Isadora recupera-se fraca após uma transfusão; sua mãe e Gabriel a cercam, oferecendo sopa e cuidado. A irmã já doou muito sangue e é pressionada a se alimentar para recuperar-se. Gabriel teme que, se a doadora ficar anêmica, Isadora perderá sua fonte de sangue, e assume o cuidado prático. A tensão cresce entre cuidar da criança e proteger a doadora. Na virada, alguém anuncia: 'Faltam só seis dias pra minha morte', elevando o risco imediato e deixando em aberto se a doadora aguentará.
Letícia anuncia que faltam cinco dias para ir embora de vez. Isadora recebe alta do hospital e volta para casa, onde a família celebra com presentes. Gabriel e o pai repreendem Letícia por ter desaparecido dias sem avisar e por estar pálida — ela vem doando sangue para Isadora. Na comemoração, Letícia admite não ter presente material, mas diz haver "um presente que só ela pode me dar" e interrompe a frase. O episódio termina com a família em tensão, aguardando a revelação de Letícia e as consequências da sua partida iminente.
Letícia planeja sair por dias em um projeto artístico e já deixou a mala, mas a família reage: a Sra. Lurdes viu a mala ao limpar o quarto e insiste que ela não vá porque Isadora não tem muito tempo e precisa de doações de sangue. Propõem cortar sua mesada e obrigá‑la a ficar, enquanto Gabriel oferece um quarto no andar de cima para ela pintar. O episódio mostra Isadora sendo alimentada e deixa Letícia diante da escolha imediata: partir em busca de inspiração ou permanecer para ajudar.

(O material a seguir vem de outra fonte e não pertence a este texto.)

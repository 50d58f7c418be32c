// Dashboard views and the per-session view router
use serde::{Deserialize, Serialize};
use std::fmt;
use std::str::FromStr;

#[derive(Debug, Clone, Copy, PartialEq, Eq, Hash, Default, Serialize, Deserialize)]
pub enum View {
    #[default]
    #[serde(rename = "overview")]
    Overview,
    #[serde(rename = "executive")]
    ExecutiveSummary,
    #[serde(rename = "temperature")]
    Temperature,
    #[serde(rename = "environment")]
    Environment,
    #[serde(rename = "energy")]
    Energy,
    #[serde(rename = "finals")]
    Conclusion,
}

impl View {
    pub const ALL: [View; 6] = [
        View::Overview,
        View::ExecutiveSummary,
        View::Temperature,
        View::Environment,
        View::Energy,
        View::Conclusion,
    ];

    pub fn id(&self) -> &'static str {
        match self {
            View::Overview => "overview",
            View::ExecutiveSummary => "executive",
            View::Temperature => "temperature",
            View::Environment => "environment",
            View::Energy => "energy",
            View::Conclusion => "finals",
        }
    }

    pub fn label(&self) -> &'static str {
        match self {
            View::Overview => "Overview",
            View::ExecutiveSummary => "Executive Summary",
            View::Temperature => "Temperature Analysis",
            View::Environment => "Environmental Conditions",
            View::Energy => "Energy Analysis",
            View::Conclusion => "Conclusion & Recommendation",
        }
    }
}

impl fmt::Display for View {
    fn fmt(&self, f: &mut fmt::Formatter<'_>) -> fmt::Result {
        f.write_str(self.id())
    }
}

impl FromStr for View {
    type Err = String;

    fn from_str(s: &str) -> Result<Self, Self::Err> {
        View::ALL
            .iter()
            .copied()
            .find(|view| view.id() == s)
            .ok_or_else(|| s.to_string())
    }
}

/// Anything that knows which chart slots a view shows
pub trait SlotDirectory {
    fn slots_for(&self, view: View) -> Vec<String>;
}

/// Single-selection state machine over the dashboard views
#[derive(Debug, Clone, Default)]
pub struct ViewRouter {
    current: View,
}

impl ViewRouter {
    pub fn current(&self) -> View {
        self.current
    }

    /// Switch to `view` and return the chart slots that are now visible
    pub fn select(&mut self, view: View, directory: &dyn SlotDirectory) -> Vec<String> {
        if self.current != view {
            tracing::debug!("View changed: {} -> {}", self.current, view);
        }
        self.current = view;
        directory.slots_for(view)
    }
}

#[cfg(test)]
mod tests {
    use super::*;

    struct FixedSlots;

    impl SlotDirectory for FixedSlots {
        fn slots_for(&self, view: View) -> Vec<String> {
            match view {
                View::Temperature => vec!["hourly-temperature".to_string()],
                View::Energy => vec!["hourly-irradiance".to_string(), "correlation-analysis".to_string()],
                _ => Vec::new(),
            }
        }
    }

    #[test]
    fn test_router_transitions() {
        let mut router = ViewRouter::default();
        assert_eq!(router.current(), View::Overview);
        assert!(FixedSlots.slots_for(router.current()).is_empty());

        let visible = router.select(View::Temperature, &FixedSlots);
        assert_eq!(router.current(), View::Temperature);
        assert_eq!(visible, vec!["hourly-temperature"]);

        let visible = router.select(View::Energy, &FixedSlots);
        assert_eq!(router.current(), View::Energy);
        assert_eq!(visible, vec!["hourly-irradiance", "correlation-analysis"]);
    }

    #[test]
    fn test_reselecting_same_view() {
        let mut router = ViewRouter::default();
        router.select(View::Energy, &FixedSlots);
        router.select(View::Energy, &FixedSlots);
        assert_eq!(router.current(), View::Energy);
    }

    #[test]
    fn test_view_ids_round_trip() {
        for view in View::ALL {
            assert_eq!(view.id().parse::<View>(), Ok(view));
        }
        assert!("settings".parse::<View>().is_err());
        assert_eq!(serde_json::to_string(&View::Conclusion).unwrap(), "\"finals\"");
    }
}
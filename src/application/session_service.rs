// Session service - per-session view selection and row filters
use crate::application::chart_catalog::ChartCatalog;
use crate::domain::measurement::RowFilter;
use crate::domain::view::{View, ViewRouter};
use std::collections::HashMap;
use std::sync::Arc;
use std::time::{Duration, Instant};
use tokio::sync::RwLock;

/// UI state owned by one client session
#[derive(Debug, Clone, Default)]
pub struct Session {
    pub router: ViewRouter,
    pub filter: RowFilter,
}

/// Bounds on the in-memory session map
#[derive(Debug, Clone, Copy)]
pub struct SessionLimits {
    pub idle_timeout: Duration,
    pub max_sessions: usize,
}

impl Default for SessionLimits {
    fn default() -> Self {
        Self {
            idle_timeout: Duration::from_secs(30 * 60),
            max_sessions: 10_000,
        }
    }
}

#[derive(Debug)]
struct Entry {
    session: Session,
    last_seen: Instant,
}

#[derive(Clone)]
pub struct SessionService {
    catalog: Arc<ChartCatalog>,
    limits: SessionLimits,
    sessions: Arc<RwLock<HashMap<String, Entry>>>,
}

impl SessionService {
    pub fn new(catalog: Arc<ChartCatalog>, limits: SessionLimits) -> Self {
        Self {
            catalog,
            limits,
            sessions: Arc::new(RwLock::new(HashMap::new())),
        }
    }

    /// Snapshot of a session. Unknown or expired sessions start at the
    /// overview with no filter.
    pub async fn get(&self, session_id: &str) -> Session {
        let mut sessions = self.sessions.write().await;
        match sessions.get_mut(session_id) {
            Some(entry) if entry.last_seen.elapsed() < self.limits.idle_timeout => {
                entry.last_seen = Instant::now();
                entry.session.clone()
            }
            _ => Session::default(),
        }
    }

    /// Select a view and return its visible chart slots
    pub async fn select_view(&self, session_id: &str, view: View) -> Vec<String> {
        let mut sessions = self.sessions.write().await;
        let session = self.touch(&mut sessions, session_id);
        session.router.select(view, self.catalog.as_ref())
    }

    pub async fn set_filter(&self, session_id: &str, filter: RowFilter) {
        tracing::debug!("Session {} filter set to {:?}", session_id, filter);
        let mut sessions = self.sessions.write().await;
        self.touch(&mut sessions, session_id).filter = filter;
    }

    /// Evict stale sessions, then return the (possibly new) session for `session_id`
    fn touch<'a>(&self, sessions: &'a mut HashMap<String, Entry>, session_id: &str) -> &'a mut Session {
        let before = sessions.len();
        sessions.retain(|_, entry| entry.last_seen.elapsed() < self.limits.idle_timeout);

        if !sessions.contains_key(session_id) {
            while sessions.len() >= self.limits.max_sessions.max(1) {
                let Some(oldest) = sessions
                    .iter()
                    .min_by_key(|(_, entry)| entry.last_seen)
                    .map(|(id, _)| id.clone())
                else {
                    break;
                };
                sessions.remove(&oldest);
            }
        }

        let evicted = before.saturating_sub(sessions.len());
        if evicted > 0 {
            tracing::debug!("Evicted {} stale sessions", evicted);
        }

        let entry = sessions.entry(session_id.to_string()).or_insert_with(|| Entry {
            session: Session::default(),
            last_seen: Instant::now(),
        });
        entry.last_seen = Instant::now();
        &mut entry.session
    }

    #[cfg(test)]
    async fn len(&self) -> usize {
        self.sessions.read().await.len()
    }
}
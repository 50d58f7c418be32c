// HTTP response utilities for JSON+Brotli encoding
use async_compression::tokio::bufread::BrotliEncoder;
use axum::{
    body::Body,
    http::{header, HeaderMap, HeaderValue, Response, StatusCode},
};
use serde::Serialize;
use tokio::io::AsyncReadExt;

/// Whether the client advertises Brotli support
pub fn accepts_brotli(headers: &HeaderMap) -> bool {
    headers
        .get(header::ACCEPT_ENCODING)
        .and_then(|v| v.to_str().ok())
        .map(|s| s.contains("br"))
        .unwrap_or(false)
}

pub async fn brotli_compress(bytes: &[u8]) -> std::io::Result<Vec<u8>> {
    let mut encoder = BrotliEncoder::new(bytes);
    let mut compressed = Vec::new();
    encoder.read_to_end(&mut compressed).await?;
    Ok(compressed)
}

/// Serialize a value to JSON, optionally compressing the body with Brotli
pub async fn json_response<T: Serialize>(data: &T, compress: bool) -> Result<Response<Body>, StatusCode> {
    let json = serde_json::to_vec(data).map_err(|e| {
        tracing::error!("JSON serialization error: {}", e);
        StatusCode::INTERNAL_SERVER_ERROR
    })?;

    let (body_bytes, content_encoding) = if compress {
        let compressed = brotli_compress(&json).await.map_err(|e| {
            tracing::error!("Brotli compression error: {}", e);
            StatusCode::INTERNAL_SERVER_ERROR
        })?;
        tracing::debug!("Compressed response: {} -> {} bytes", json.len(), compressed.len());
        (compressed, Some("br"))
    } else {
        (json, None)
    };

    let mut response_builder = Response::builder()
        .status(StatusCode::OK)
        .header(header::CONTENT_TYPE, "application/json")
        .header(header::CONTENT_LENGTH, HeaderValue::from(body_bytes.len()));

    if let Some(encoding) = content_encoding {
        response_builder = response_builder.header(header::CONTENT_ENCODING, encoding);
    }

    response_builder.body(Body::from(body_bytes)).map_err(|e| {
        tracing::error!("Response build error: {}", e);
        StatusCode::INTERNAL_SERVER_ERROR
    })
}
// Measurement table domain model
use chrono::{Datelike, NaiveDate, NaiveTime, Timelike};
use serde::{Deserialize, Deserializer, Serialize};
use std::borrow::Cow;
use std::collections::HashMap;
use std::fmt;

/// Months covered by the study, in display order
#[derive(Debug, Clone, Copy, PartialEq, Eq, PartialOrd, Ord, Hash, Serialize)]
pub enum StudyMonth {
    May,
    June,
    July,
    August,
    October,
}

impl StudyMonth {
    pub const ORDER: [StudyMonth; 5] = [
        StudyMonth::May,
        StudyMonth::June,
        StudyMonth::July,
        StudyMonth::August,
        StudyMonth::October,
    ];

    pub fn name(&self) -> &'static str {
        match self {
            StudyMonth::May => "May",
            StudyMonth::June => "June",
            StudyMonth::July => "July",
            StudyMonth::August => "August",
            StudyMonth::October => "October",
        }
    }

    pub fn from_name(name: &str) -> Option<Self> {
        let name = name.trim();
        Self::ORDER
            .iter()
            .copied()
            .find(|month| month.name().eq_ignore_ascii_case(name))
    }
}

impl fmt::Display for StudyMonth {
    fn fmt(&self, f: &mut fmt::Formatter<'_>) -> fmt::Result {
        f.write_str(self.name())
    }
}

/// Month of a row. Only `Study` months take part in ordered grouping.
#[derive(Debug, Clone, PartialEq, Eq)]
pub enum MonthCategory {
    Study(StudyMonth),
    Other(String),
}

impl MonthCategory {
    pub fn parse(raw: &str) -> Option<Self> {
        let raw = raw.trim();
        if raw.is_empty() {
            return None;
        }
        Some(match StudyMonth::from_name(raw) {
            Some(month) => MonthCategory::Study(month),
            None => MonthCategory::Other(raw.to_string()),
        })
    }

    pub fn from_date(date: NaiveDate) -> Self {
        let name = date.format("%B").to_string();
        match StudyMonth::from_name(&name) {
            Some(month) => MonthCategory::Study(month),
            None => MonthCategory::Other(name),
        }
    }

    pub fn study_month(&self) -> Option<StudyMonth> {
        match self {
            MonthCategory::Study(month) => Some(*month),
            MonthCategory::Other(_) => None,
        }
    }
}

#[derive(Debug, Clone, PartialEq)]
pub struct MeasurementRow {
    pub date: Option<NaiveDate>,
    pub time: Option<NaiveTime>,
    pub hour: Option<u8>,
    pub month: Option<MonthCategory>,
    pub region: Option<String>,
    values: Vec<Option<f64>>,
}

impl MeasurementRow {
    pub fn new(
        date: Option<NaiveDate>,
        time: Option<NaiveTime>,
        month: Option<MonthCategory>,
        region: Option<String>,
        values: Vec<Option<f64>>,
    ) -> Self {
        let hour = time.map(|t| t.hour() as u8);
        let month = month.or_else(|| date.map(MonthCategory::from_date));
        Self {
            date,
            time,
            hour,
            month,
            region,
            values,
        }
    }

    pub fn value(&self, column_index: usize) -> Option<f64> {
        self.values.get(column_index).copied().flatten()
    }
}

/// Non-sensor columns that were present in the source file
#[derive(Debug, Clone, Default, PartialEq, Eq)]
pub struct TableSchema {
    pub has_date: bool,
    pub has_time: bool,
    pub has_timestamp: bool,
    pub has_month: bool,
    pub has_hour: bool,
    pub region_column: Option<String>,
}

/// Wide-form measurement table, one column per sensor
#[derive(Debug, Clone, Default)]
pub struct MeasurementTable {
    columns: Vec<String>,
    index: HashMap<String, usize>,
    rows: Vec<MeasurementRow>,
    schema: TableSchema,
}

impl MeasurementTable {
    /// Builds a table; rows must carry one value per sensor column.
    pub fn new(columns: Vec<String>, rows: Vec<MeasurementRow>, schema: TableSchema) -> Self {
        let index = columns
            .iter()
            .enumerate()
            .map(|(i, name)| (name.clone(), i))
            .collect();
        Self {
            columns,
            index,
            rows,
            schema,
        }
    }

    pub fn empty() -> Self {
        Self::default()
    }

    pub fn is_empty(&self) -> bool {
        self.rows.is_empty()
    }

    pub fn row_count(&self) -> usize {
        self.rows.len()
    }

    pub fn columns(&self) -> &[String] {
        &self.columns
    }

    pub fn column_index(&self, name: &str) -> Option<usize> {
        self.index.get(name).copied()
    }

    pub fn rows(&self) -> &[MeasurementRow] {
        &self.rows
    }

    pub fn schema(&self) -> &TableSchema {
        &self.schema
    }

    /// Rows matching the filter; borrows when the filter is empty
    pub fn filtered(&self, filter: &RowFilter) -> Cow<'_, MeasurementTable> {
        if filter.is_empty() {
            return Cow::Borrowed(self);
        }

        let rows = self
            .rows
            .iter()
            .filter(|row| filter.matches(row))
            .cloned()
            .collect();

        Cow::Owned(Self {
            columns: self.columns.clone(),
            index: self.index.clone(),
            rows,
            schema: self.schema.clone(),
        })
    }
}

/// Year / region narrowing applied before aggregation
#[derive(Debug, Clone, Default, PartialEq, Eq, Serialize, Deserialize)]
pub struct RowFilter {
    #[serde(default)]
    pub year: Option<i32>,
    #[serde(default, deserialize_with = "blank_as_none")]
    pub region: Option<String>,
}

/// Blank region strings from form inputs mean "no region filter"
fn blank_as_none<'de, D: Deserializer<'de>>(deserializer: D) -> Result<Option<String>, D::Error> {
    let value = Option::<String>::deserialize(deserializer)?;
    Ok(value.map(|s| s.trim().to_string()).filter(|s| !s.is_empty()))
}

impl RowFilter {
    pub fn is_empty(&self) -> bool {
        self.year.is_none() && self.region.is_none()
    }

    pub fn matches(&self, row: &MeasurementRow) -> bool {
        if let Some(year) = self.year {
            if row.date.map(|d| d.year()) != Some(year) {
                return false;
            }
        }
        if let Some(region) = &self.region {
            match &row.region {
                Some(r) if r.trim().eq_ignore_ascii_case(region.trim()) => {}
                _ => return false,
            }
        }
        true
    }
}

Com o noivado de Isadora e Gabriel a um dia, Letícia recusa o vestido e, em seguida, empurra Isadora na água; a noiva quase se afoga e é salva por um segurança, não por Gabriel. Isadora acorda no hospital temendo pela própria vida. Os pertences foram incinerados por solicitação, mas chegaram as rosas que Gabriel lhe deu aos dezoito. Lurdes revela quem a resgatou e acusa Gabriel de ter se preocupado com outra pessoa. Gabriel surge e manda Letícia ao templo ancestral se arrepender — agora ela precisa decidir se cumpre o rito público ou enfrenta as suspeitas sobre Gabriel.
Na sala ancestral dos Duarte, a família acusa Letícia de tentar afogar Isadora, cujo estado é grave. A mãe de Isadora exige vingança; o tio ordena a punição e José começa a aplicar vinte chicotadas. Gabriel intervém, afirmando que Letícia é sua noiva e pedindo trégua, mas a família mantém a sentença, lembrando que Isadora está na UTI e prometendo perdoar se Letícia se desculpar. Letícia nega ter errado e recusa o pedido. O episódio termina com as chicotadas em curso e a escolha de Letícia — ceder para evitar a violência ou resistir e sofrer a punição — ainda em aberto.
Numa reunião da família Duarte, membros acusam Letícia de tentar afogar Isadora, que está na UTI. A família que a criou por dezoito anos exige punição; o tio ordena que José aplique vinte chicotadas. Gabriel intervém, declara que Letícia é sua noiva e tenta persuadi-la a pedir desculpas para encerrar o conflito. Letícia insiste que não errou e se recusa a pedir perdão. A virada do episódio é essa recusa: a punição está prestes a começar, deixando Gabriel diante da escolha urgente de impedir as consequências imediatas.
Letícia Duarte, adotada pela família Duarte, viveu movida pela gratidão. Aos dezoito anos comprou sua própria cova; anos de doações de sangue serviram para manter a irmã Isadora, doente. Em retribuição, recebeu apenas desprezo e silêncio frio. A descoberta de que Gabriel Ferraz, seu noivo, participava da farsa destruiu sua confiança. Traída por quem amava, Letícia perdeu a fé em todos ao seu redor. Seis dias antes de desaparecer, ela deixou sinais — súbitos, sutilmente desesperados — que ninguém soube ler. Agora, quando finalmente acordaram para a verdade, resta a pergunta: haveria tempo para reparar o erro, para salvá-la, ou já era tarde demais?